Ending one decade and beginning another…
We’ve probably all been inundated by lists covering not only the films of 2019 but also of the 2010s as a whole. Lists are inane, stupid and reductionist, and that’s polite compared to what Elena Gorfinkel has written in Another Gaze.
Nonetheless, the end of the year/decade and beginning of another is certainly time to take pause and reflect on where we’re headed, and where we’ve been. Two things that have done that for me have been the Film Comment podcast The Decade Project #1 and Dennis Lim’s article The Termite’s Return, coincidentally from the same publication.
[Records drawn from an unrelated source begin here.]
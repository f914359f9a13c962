//! Field-level validation gate
//!
//! These validators run on one raw field value at a time, before any signing
//! is attempted, and cannot see sibling fields.

use super::hashed::HashedTokenIssuer;
use super::keys::validate_pem;
use super::signed::SignedTokenIssuer;
use crate::error::JwtError;
use serde_json::Value;

/// Warnings and errors collected by a validator
#[derive(Debug, Clone, Default, PartialEq, Eq)]
pub struct Diagnostics {
    /// Non-fatal notes
    pub warnings: Vec<String>,
    /// Fatal problems
    pub errors: Vec<JwtError>,
}

impl Diagnostics {
    /// No findings
    #[must_use]
    pub fn new() -> Self {
        Self::default()
    }

    /// Single error
    #[must_use]
    pub fn error(error: JwtError) -> Self {
        Self {
            warnings: Vec::new(),
            errors: vec![error],
        }
    }

    /// Whether no errors were found
    #[must_use]
    pub fn is_ok(&self) -> bool {
        self.errors.is_empty()
    }

    /// Append another validator's findings
    pub fn extend(&mut self, other: Diagnostics) {
        self.warnings.extend(other.warnings);
        self.errors.extend(other.errors);
    }

    /// Collapse into the first error, if any
    ///
    /// # Errors
    /// Returns the first collected error.
    pub fn into_result(self) -> Result<Vec<String>, JwtError> {
        match self.errors.into_iter().next() {
            Some(error) => Err(error),
            None => Ok(self.warnings),
        }
    }
}

/// Signature shared by every field validator
pub type FieldValidator = fn(&Value, &str) -> Diagnostics;

fn expect_str<'a>(value: &'a Value, k: &str) -> Result<&'a str, Diagnostics> {
    value.as_str().ok_or_else(|| {
        Diagnostics::error(JwtError::invalid_field(k, format!("{k} must be a string")))
    })
}

/// Algorithm field of the hashed token resource
pub fn validate_hashing_algorithm(value: &Value, k: &str) -> Diagnostics {
    match expect_str(value, k) {
        Ok(alg) => match HashedTokenIssuer::validate_algorithm(alg) {
            Ok(_) => Diagnostics::new(),
            Err(e) => Diagnostics::error(e),
        },
        Err(diags) => diags,
    }
}

/// Algorithm field of the signed token resource
pub fn validate_signing_algorithm(value: &Value, k: &str) -> Diagnostics {
    match expect_str(value, k) {
        Ok(alg) => match SignedTokenIssuer::validate_algorithm(alg) {
            Ok(_) => Diagnostics::new(),
            Err(e) => Diagnostics::error(e),
        },
        Err(diags) => diags,
    }
}

/// Key field of the signed token resource
///
/// Only PEM well-formedness is checked here; the key type is matched against
/// the algorithm when the token is created.
pub fn validate_signing_key(value: &Value, k: &str) -> Diagnostics {
    match expect_str(value, k) {
        Ok(key) => match validate_pem(k, key) {
            Ok(()) => Diagnostics::new(),
            Err(e) => Diagnostics::error(e),
        },
        Err(diags) => diags,
    }
}
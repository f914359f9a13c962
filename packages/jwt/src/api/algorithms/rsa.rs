//! RSA-based JWT signing (RS256, RS384, RS512)
//!
//! RSASSA-PKCS1-v1_5 is deterministic, so the same key and message always
//! produce the same signature.

use super::{Algorithm, Family};
use crate::error::{JwtError, JwtResult};
use rsa::RsaPrivateKey;
use rsa::pkcs1::DecodeRsaPrivateKey;
use rsa::pkcs1v15::SigningKey;
use rsa::pkcs8::DecodePrivateKey;
use rsa::sha2::{Sha256, Sha384, Sha512};
use rsa::signature::{SignatureEncoding, Signer};

/// Parse an RSA private key from PKCS#1 or PKCS#8 DER
///
/// PKCS#1 is tried first; the PEM label is not consulted.
pub(crate) fn parse_private_key(der: &[u8]) -> JwtResult<RsaPrivateKey> {
    match RsaPrivateKey::from_pkcs1_der(der) {
        Ok(key) => Ok(key),
        Err(pkcs1_err) => RsaPrivateKey::from_pkcs8_der(der).map_err(|pkcs8_err| {
            tracing::trace!(%pkcs1_err, "PKCS#1 decode failed, PKCS#8 fallback also failed");
            JwtError::key_parse(Family::Rsa.label(), pkcs8_err)
        }),
    }
}

fn sign_with<D>(key: RsaPrivateKey, message: &[u8]) -> JwtResult<Vec<u8>>
where
    D: rsa::sha2::Digest + rsa::pkcs8::AssociatedOid,
{
    let signing_key = SigningKey::<D>::new(key);
    let signature = signing_key.try_sign(message).map_err(JwtError::signing)?;
    Ok(signature.to_vec())
}

/// Sign `message`, consuming the key
pub(crate) fn sign(algorithm: Algorithm, message: &[u8], key: RsaPrivateKey) -> JwtResult<Vec<u8>> {
    match algorithm {
        Algorithm::RS256 => sign_with::<Sha256>(key, message),
        Algorithm::RS384 => sign_with::<Sha384>(key, message),
        Algorithm::RS512 => sign_with::<Sha512>(key, message),
        other => Err(JwtError::Internal(format!("{other} is not an RSA algorithm"))),
    }
}
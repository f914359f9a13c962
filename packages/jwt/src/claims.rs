//! JWT claims with canonical serialization.
//!
//! Claims are an untyped JSON object. `serde_json::Map` is BTreeMap-backed in
//! this crate (the `preserve_order` feature stays off), so keys come out
//! sorted at every nesting level and `canonical_json` is stable for equal
//! inputs regardless of insertion order.

use crate::error::{JwtError, JwtResult};
use serde::{Deserialize, Serialize};
use serde_json::{Map, Value};

/// Immutable JWT claims.
#[derive(Debug, Clone, Default, PartialEq, Serialize, Deserialize)]
#[serde(transparent)]
pub struct Claims(Map<String, Value>);

impl Claims {
    /// Empty claims set.
    #[must_use]
    pub fn new() -> Self {
        Self(Map::new())
    }

    /// Claims from a JSON value, which must be an object.
    ///
    /// # Errors
    /// Returns `ClaimsEncoding` for any non-object value.
    pub fn from_value(value: Value) -> JwtResult<Self> {
        match value {
            Value::Object(map) => Ok(Self(map)),
            other => Err(JwtError::claims_encoding(format!(
                "claims must be a JSON object, got {}",
                json_kind(&other)
            ))),
        }
    }

    /// Claims from anything that serializes to a JSON object.
    ///
    /// # Errors
    /// Returns `ClaimsEncoding` when serialization fails (for example a map
    /// with non-string keys) or does not yield an object.
    pub fn from_serializable<T: Serialize + ?Sized>(value: &T) -> JwtResult<Self> {
        let value = serde_json::to_value(value).map_err(JwtError::claims_encoding)?;
        Self::from_value(value)
    }

    /// Add or replace a claim.
    #[must_use]
    pub fn with_claim(mut self, key: impl Into<String>, value: impl Into<Value>) -> Self {
        self.0.insert(key.into(), value.into());
        self
    }

    /// Look up a claim.
    #[must_use]
    pub fn get(&self, key: &str) -> Option<&Value> {
        self.0.get(key)
    }

    /// Number of top-level claims.
    #[must_use]
    pub fn len(&self) -> usize {
        self.0.len()
    }

    /// Whether there are no claims.
    #[must_use]
    pub fn is_empty(&self) -> bool {
        self.0.is_empty()
    }

    /// Claims in canonical key order.
    pub fn iter(&self) -> impl Iterator<Item = (&String, &Value)> {
        self.0.iter()
    }

    /// Compact JSON with sorted keys and no whitespace.
    ///
    /// This is the payload segment before base64url encoding and also the
    /// identifier reported for an issued token.
    ///
    /// # Errors
    /// Returns `ClaimsEncoding` if the serializer fails.
    pub fn canonical_json(&self) -> JwtResult<String> {
        serde_json::to_string(&self.0).map_err(JwtError::claims_encoding)
    }

    /// Borrow the underlying map.
    #[must_use]
    pub fn as_map(&self) -> &Map<String, Value> {
        &self.0
    }
}

impl From<Map<String, Value>> for Claims {
    fn from(map: Map<String, Value>) -> Self {
        Self(map)
    }
}

impl TryFrom<Value> for Claims {
    type Error = JwtError;

    fn try_from(value: Value) -> Result<Self, Self::Error> {
        Self::from_value(value)
    }
}

fn json_kind(value: &Value) -> &'static str {
    match value {
        Value::Null => "null",
        Value::Bool(_) => "a boolean",
        Value::Number(_) => "a number",
        Value::String(_) => "a string",
        Value::Array(_) => "an array",
        Value::Object(_) => "an object",
    }
}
And while I had a lovely New Year’s Eve, it would have been great to spend it at Moscow’s Illuzion Cinema, seeing 35mm prints of Soviet fairytale films Father Frost (Aleksandr Rou, 1964) and Ordinary Wonder (Erast Garin & Khesya Lokshina, 1965).
WTF
I’ve just recently (I know!) started listening to the podcast WTF with Marc Maron. It was a fun surprise to hear him begin his January 13 podcast with Lily Tomlin by describing an experience of attending the UCLA Film & Television Archive’s screening of Spring Night Summer Night (J.L. Anderson, 1967, US). Listen here at 6:30 as he describes an archivist with a “remarkable beard”, who is undoubtedly Ross Lipman, whose film In the Middle of the Nights: From Arthouse to Grindhouse and Back Again (2020) had its world premiere that evening.
Job listings
Black Film Center/Archive (Bloomington, US): Associate Director, full time
EAI (New York): Administrative and Development Coordinator, full time
Endnotes
As I mentioned in the last post, this week’s interview will be published Friday, and will be a conversation with London Short Film Festival programmers Tom Grimshaw and Jenna Roberts.
The Asian Film Archive in Singapore’s ambitious, annual film and art exhibition/film series State of Motion 2020 is on through February 2, and will be the subject of next week’s Rep Cinema International interview.
The featured image above this week’s listings is of Le Testament de l'âne (2002, France), directed by Hubert Brunou, who will be present at the January 19 screening at Nova Cinema in Brussels, as part of CARNIVAL TOTAAL!.